Go through the records underneath and write each one out again exactly.

▶ _Provided material_:
========

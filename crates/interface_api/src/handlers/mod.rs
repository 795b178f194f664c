//! Request handlers

pub mod advance;
pub mod health;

========

▶ _Solution for this task_:
filename crates/interface_api/src/handlers/mod.rs
repository 795b178f194f664c
//! Request handlers

pub mod advance;
pub mod health;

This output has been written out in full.